Preface (taken from A. Gottlieb intro to parallel programing - good overwiew of the field)

Over 40 years ago, before transistors replaced vacuum tubes, David Slotnick, who later became the father of the Illiac IV, proposed a parallel computer to the great John von Neumann himself. The master reflected a moment and replied in his charming Hungarian accent: "too many toobs" .. and he was right. It took technology forty more years to produce microprocessor chips with enough "toobs" to make a parallel computer practical. But now it has happened - the "attack of the killer micros" has indeed occurred, at least ten highly parallel computers are commercially available, and "it's an exciting time" is even truer than it was when our first edition appeared five years ago.

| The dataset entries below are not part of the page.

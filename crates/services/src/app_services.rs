use std::sync::Arc;

use backend::Backend;

use crate::Clock;
use crate::auth_service::{AuthService, MemorySessionStore, SessionStore};
use crate::notify::Notifier;
use crate::pending_store::PendingTaskStore;
use crate::profile_store::ProfileStore;
use crate::project_store::ProjectStore;
use crate::task_board::TaskBoard;
use crate::user_store::UserStore;

/// Assembles every store over one backend and one notification queue.
#[derive(Clone)]
pub struct AppServices {
    clock: Clock,
    notifier: Notifier,
    auth: Arc<AuthService>,
    projects: Arc<ProjectStore>,
    board: Arc<TaskBoard>,
    pending: Arc<PendingTaskStore>,
    users: Arc<UserStore>,
    profile: Arc<ProfileStore>,
}

impl AppServices {
    #[must_use]
    pub fn new(backend: &Backend, clock: Clock, sessions: Arc<dyn SessionStore>) -> Self {
        let notifier = Notifier::new();
        let auth = Arc::new(AuthService::new(
            clock,
            Arc::clone(&backend.auth),
            Arc::clone(&backend.users),
            backend.token.clone(),
            sessions,
            notifier.clone(),
        ));
        let projects = Arc::new(ProjectStore::new(
            Arc::clone(&backend.projects),
            Arc::clone(&backend.tasks),
            notifier.clone(),
        ));
        let board = Arc::new(TaskBoard::new(
            clock,
            Arc::clone(&backend.tasks),
            Arc::clone(&projects),
            notifier.clone(),
        ));
        let pending = Arc::new(PendingTaskStore::new(
            clock,
            Arc::clone(&backend.tasks),
            Arc::clone(&projects),
            notifier.clone(),
        ));
        let users = Arc::new(UserStore::new(
            clock,
            Arc::clone(&backend.users),
            notifier.clone(),
        ));
        let profile = Arc::new(ProfileStore::new(
            Arc::clone(&backend.profiles),
            Arc::clone(&users),
            notifier.clone(),
        ));

        Self {
            clock,
            notifier,
            auth,
            projects,
            board,
            pending,
            users,
            profile,
        }
    }

    /// Services over an empty in-memory backend.
    #[must_use]
    pub fn in_memory(clock: Clock) -> Self {
        Self::new(
            &Backend::in_memory(),
            clock,
            Arc::new(MemorySessionStore::new()),
        )
    }

    #[must_use]
    pub fn clock(&self) -> Clock {
        self.clock
    }

    #[must_use]
    pub fn notifier(&self) -> Notifier {
        self.notifier.clone()
    }

    #[must_use]
    pub fn auth(&self) -> Arc<AuthService> {
        Arc::clone(&self.auth)
    }

    #[must_use]
    pub fn projects(&self) -> Arc<ProjectStore> {
        Arc::clone(&self.projects)
    }

    #[must_use]
    pub fn board(&self) -> Arc<TaskBoard> {
        Arc::clone(&self.board)
    }

    #[must_use]
    pub fn pending(&self) -> Arc<PendingTaskStore> {
        Arc::clone(&self.pending)
    }

    #[must_use]
    pub fn users(&self) -> Arc<UserStore> {
        Arc::clone(&self.users)
    }

    #[must_use]
    pub fn profile(&self) -> Arc<ProfileStore> {
        Arc::clone(&self.profile)
    }
}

Some of the hot topics of the 80's are now settled. There is no longer any question that there are significant parallel applications. Instead, one asks how best should they be described and what hardware/software design is most cost-effective for their solutions. And there is also no longer any question that large-scale parallel-processing hardware can be built. Indeed, if your checkbook is in good shape, you can have proof delivered to your doorstep. System software for these new architectures is, however, still immature--perhaps the key problem to be solved. Alan Karp's 1987 paper was subtitled "The State of the Art of Parallel Programming and What a Sorry State that Art Is In". A similar remark could still be made today. For one thing, job scheduling is now complicated by a desire to have processes within a job in some sense scheduled together. In addition, it is still not clear what the appropriate programming language(s) should be, programming environments need much improvement, and difficult compiling questions remain to be solved. Also still not settled are the debates about SIMD vs. MIMD and shared memory vs. message passing, although in the latter case significant convergence has occurred at the level of hardware architecture.

What sets this book apart?

What's new in the second edition?

A full summary of each chapter is given further below, but here we highlight various improvements in this edition for those familiar with our first edition. By popular request, there are now EXERCISES for each chapter! And of course much material was added and updated to reflect the developments of the last five years.

Specific modifications include a quantitative treatment of speedup introduced in Chapter 1 and expanded upon in Chapter 4. A new application, seismic migration, has been added to Chapter 2, as well as a discussion of the pros and cons of using a network of workstations as a parallel computer. Chapter 3 has tracked the (large) changes in technology, including the rise in importance of disk arrays and optical fibers, and we have expanded the discussion of the impact of technology. We have consolidated the material on computational models in Chapter 4 and clarified its relationship to the programming languages we discuss in Chapter 5, which has been completely rewritten to include Fortran 90, Fortran D, HPF, Occam, remote procedure calls, Express, PVM, Linda, and other near-term parallel programming approaches, and to compare these with the work in new languages based on functional, dataflow, and logic programming approaches. Although the fundamentals of parallel compilers and operating systems have not changed, there has been considerable research and development, which we have tracked in Chapters 6 and 7. Fat trees, as used in CM-5, and cut-through (wormhole) switching have been added to Chapter 8. Chapter 9 includes treatments of three new commercial SIMD offerings: the MasPar MP-1 and MP-2, the Cray Y-MP C90, and the NEC SX-3. In addition, the section on CM-2 has been expanded. Six new commercial MIMD offerings have been added to Chapter 10: the Thinking Machines CM-5, the Kendall Square Research KSR1, the Intel Paragon, the IBM SP1, the NCUBE Corp. NCUBE-2, and the Cray Research T3D. Information is also included on an expected machine from Tera Computer as well as the recently popular idea of assembling a cluster of workstations as an MIMD system. Although commercially the battle still rages between shared memory and message passing, some convergence can be seen, especially in research machines like the Stanford Dash and the Alewife and J machines from MIT. These three prototypes are described and the convergence issue is discussed. Many of the newer MIMD machines feature directory based caches and this important memory organization is explained.

Ways to Use this Book

Although the book is an organic whole, it is also divided into three meaningful parts--Part I: Foundations, Part II: Software, and Part III: Architectures. Readers with a particular interest in architectures can proceed directly to Part III. Readers who have somewhat broader interests can read the Overview chapter and then proceed to the Part of their choice. And readers interested in the full breadth of parallel computing can proceed through the chapters in order.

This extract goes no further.